Some assumptions were made about defendants in these trials–namely, that they were “posers” and that their frailty was a charade. That may be true for some people–a few examples pop to mind–but my experience studying aging in prisons has taught me that these are the exceptions, rather than the rule.

Finally, there was the idea that treating aging people with leniency was ageist and robbed them of their dignity, which is philosophically interesting; generally speaking, placating people rather than engaging them in debate is infantilizing them. But that assumes that the way accountability and punishment is meted is, indeed, an expression of dignity, and I that is the last word I would use to describe the experience of incarceration in the United States.

Given that I don’t really buy a hard-and-fast distinction between international and domestic criminality in these respects, I had to think long and hard about why my feelings on aging on parole (particularly, Susan Atkins’ 2009 hearing and the reluctance to release aging people now because of COVID) differed so much from those expressed in the international scholarship, and I realized that there was one pertinent difference: for the most part, the international conversation revolved around the international law equivalents of Joseph DeAngelo, the Golden State Killer, who evaded justice for decades, and whose spectacle of aging is their first encounter with the criminal justice apparatus. The people I studied had been embodying the experience of being subjected to justice for decades.

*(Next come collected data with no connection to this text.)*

//! PESEL construction and validation.
//!
//! A PESEL is the 11-digit Polish national identification number. The first
//! six digits encode the birth date (with the century folded into the month
//! field), digits 7-10 are a serial whose last digit encodes sex (even for
//! women, odd for men), and digit 11 is a weighted checksum.

use rand::Rng;
use thiserror::Error;
use time::{Date, Month};

use crate::models::Sex;

/// Weights applied to the first ten digits when computing the check digit.
const CHECKSUM_WEIGHTS: [u32; 10] = [1, 3, 7, 9, 1, 3, 7, 9, 1, 3];

#[derive(Debug, Error, PartialEq, Eq)]
pub enum PeselError {
    #[error("PESEL must be exactly 11 digits, got {0}")]
    InvalidLength(usize),
    #[error("PESEL may contain only ASCII digits")]
    NonDigit,
    #[error("PESEL checksum mismatch: expected {expected}, got {actual}")]
    ChecksumMismatch { expected: u32, actual: u32 },
    #[error("PESEL encodes an impossible birth date")]
    InvalidBirthDate,
    #[error("birth year {0} is outside the PESEL-encodable range 1800-2299")]
    UnsupportedYear(i32),
}

/// Generates a checksum-valid PESEL for the given birth date and sex.
///
/// The four-digit serial is random apart from its last digit, which carries
/// the sex parity. Distinct donors born on the same day can therefore
/// collide; callers that need uniqueness retry with a fresh draw.
pub fn generate(birth_date: Date, sex: Sex, rng: &mut impl Rng) -> Result<String, PeselError> {
    let year = birth_date.year();
    let month_offset = century_month_offset(year)?;

    let mut digits = [0u32; 11];
    let yy = (year % 100) as u32;
    let mm = u8::from(birth_date.month()) as u32 + month_offset;
    let dd = birth_date.day() as u32;

    digits[0] = yy / 10;
    digits[1] = yy % 10;
    digits[2] = mm / 10;
    digits[3] = mm % 10;
    digits[4] = dd / 10;
    digits[5] = dd % 10;
    digits[6] = rng.gen_range(0..10);
    digits[7] = rng.gen_range(0..10);
    digits[8] = rng.gen_range(0..10);
    digits[9] = match sex {
        Sex::Female => rng.gen_range(0..5) * 2,
        Sex::Male => rng.gen_range(0..5) * 2 + 1,
    };
    digits[10] = check_digit(&digits[..10]);

    Ok(digits.iter().map(|d| char::from_digit(*d, 10).unwrap()).collect())
}

/// Validates length, digit content, checksum, and the encoded birth date.
pub fn validate(pesel: &str) -> Result<(), PeselError> {
    let digits = parse_digits(pesel)?;

    let expected = check_digit(&digits[..10]);
    if digits[10] != expected {
        return Err(PeselError::ChecksumMismatch {
            expected,
            actual: digits[10],
        });
    }

    decode_birth_date(&digits)?;
    Ok(())
}

/// Decodes the birth date out of a PESEL. Does not verify the checksum.
pub fn birth_date(pesel: &str) -> Result<Date, PeselError> {
    let digits = parse_digits(pesel)?;
    decode_birth_date(&digits)
}

/// Decodes the sex encoded in a PESEL. Does not verify the checksum.
pub fn sex(pesel: &str) -> Result<Sex, PeselError> {
    let digits = parse_digits(pesel)?;
    if digits[9] % 2 == 0 {
        Ok(Sex::Female)
    } else {
        Ok(Sex::Male)
    }
}

fn century_month_offset(year: i32) -> Result<u32, PeselError> {
    match year {
        1800..=1899 => Ok(80),
        1900..=1999 => Ok(0),
        2000..=2099 => Ok(20),
        2100..=2199 => Ok(40),
        2200..=2299 => Ok(60),
        other => Err(PeselError::UnsupportedYear(other)),
    }
}

fn check_digit(digits: &[u32]) -> u32 {
    let sum: u32 = digits
        .iter()
        .zip(CHECKSUM_WEIGHTS.iter())
        .map(|(d, w)| d * w)
        .sum();
    (10 - sum % 10) % 10
}

fn parse_digits(pesel: &str) -> Result<[u32; 11], PeselError> {
    if pesel.len() != 11 {
        return Err(PeselError::InvalidLength(pesel.len()));
    }

    let mut digits = [0u32; 11];
    for (i, c) in pesel.chars().enumerate() {
        digits[i] = c.to_digit(10).ok_or(PeselError::NonDigit)?;
    }
    Ok(digits)
}

fn decode_birth_date(digits: &[u32; 11]) -> Result<Date, PeselError> {
    let yy = (digits[0] * 10 + digits[1]) as i32;
    let mm = digits[2] * 10 + digits[3];
    let dd = (digits[4] * 10 + digits[5]) as u8;

    let (century, month) = match mm {
        1..=12 => (1900, mm),
        21..=32 => (2000, mm - 20),
        41..=52 => (2100, mm - 40),
        61..=72 => (2200, mm - 60),
        81..=92 => (1800, mm - 80),
        _ => return Err(PeselError::InvalidBirthDate),
    };

    let month = Month::try_from(month as u8).map_err(|_| PeselError::InvalidBirthDate)?;
    Date::from_calendar_date(century + yy, month, dd).map_err(|_| PeselError::InvalidBirthDate)
}

#[cfg(test)]
mod tests {
    use super::*;
    use rand::SeedableRng;
    use rand::rngs::StdRng;

    fn date(year: i32, month: u8, day: u8) -> Date {
        Date::from_calendar_date(year, Month::try_from(month).unwrap(), day).unwrap()
    }

    #[test]
    fn generated_pesel_is_valid() {
        let mut rng = StdRng::seed_from_u64(7);
        for _ in 0..100 {
            let pesel = generate(date(1987, 6, 15), Sex::Female, &mut rng).unwrap();
            assert_eq!(pesel.len(), 11);
            validate(&pesel).unwrap();
        }
    }

    #[test]
    fn birth_date_round_trips_across_centuries() {
        let mut rng = StdRng::seed_from_u64(7);
        for d in [date(1999, 12, 31), date(2004, 1, 1), date(1850, 3, 9)] {
            let pesel = generate(d, Sex::Male, &mut rng).unwrap();
            assert_eq!(birth_date(&pesel).unwrap(), d);
        }
    }

    #[test]
    fn sex_digit_parity() {
        let mut rng = StdRng::seed_from_u64(7);
        for _ in 0..50 {
            let female = generate(date(1990, 2, 2), Sex::Female, &mut rng).unwrap();
            assert_eq!(sex(&female).unwrap(), Sex::Female);
            let male = generate(date(1990, 2, 2), Sex::Male, &mut rng).unwrap();
            assert_eq!(sex(&male).unwrap(), Sex::Male);
        }
    }

    #[test]
    fn rejects_bad_checksum() {
        let mut rng = StdRng::seed_from_u64(7);
        let pesel = generate(date(1970, 10, 20), Sex::Male, &mut rng).unwrap();

        // Flip the check digit
        let mut chars: Vec<char> = pesel.chars().collect();
        let last = chars[10].to_digit(10).unwrap();
        chars[10] = char::from_digit((last + 1) % 10, 10).unwrap();
        let tampered: String = chars.into_iter().collect();

        assert!(matches!(
            validate(&tampered),
            Err(PeselError::ChecksumMismatch { .. })
        ));
    }

    #[test]
    fn rejects_malformed_input() {
        assert_eq!(validate("123"), Err(PeselError::InvalidLength(3)));
        assert_eq!(validate("1234567890a"), Err(PeselError::NonDigit));
    }

    #[test]
    fn rejects_impossible_dates() {
        // Month field 13 belongs to no century window
        assert!(matches!(
            birth_date("99130112345"),
            Err(PeselError::InvalidBirthDate)
        ));
    }

    #[test]
    fn rejects_unencodable_year() {
        let mut rng = StdRng::seed_from_u64(7);
        assert!(matches!(
            generate(date(1750, 1, 1), Sex::Male, &mut rng),
            Err(PeselError::UnsupportedYear(1750))
        ));
    }
}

This is important, because the embodiment of justice matters. It’s not just about how much time has passed; it’s about how it passed. By contrast to corporeality (the relatively unmediated materiality of the body,) by embodiment I refer to the body as a vehicle or medium of social agency (e.g., as related to spaces and contexts that surround it, specifically the carceral space.) When a person’s body is on display at a parole hearing, the body itself is a meaningful social fact in five ways:

  • An aging body is a nonverbal reminder of time that has passed since the offense was committed–more specifically, the contrast between the youthful, violent body at the time of the offense and the aging body present in the room.
  • Moreover, an aging body evinces the impact of decades of prison life on the body (the embodied evidence of the action of “justice”)
  • Because, as I explain at length in Yesterday’s Monsters, performance is a key factor on parole, the body is also a physical container for expressions of insight/remorse (this is why a commissioner telling a large black parole applicant “you seem angry” is a response to embodiment.)
  • Because parole is, at least in part, a site of prediction of the parole applicant’s prospective future on the outside, the body is also a site of prediction of work prospects, healthcare needs, etc.
  • Finally, the very presence of the parole applicant’s body is often explicitly contrasted to the absence of the victim’s body–particularly by the prosecutor and the victim’s next-of-kin.

The impact of this embodiment–a body evincing a life under carceral authority, as opposed to a body allowed to age freely on the outside–cannot be overstated, and can go a long way toward explaining why I saw things differently at today’s workshop. To the workshop participants’ great credit, they could see the important difference between the trial’s role of accountability and social processing and the question of subsequent punishment for someone old and frail.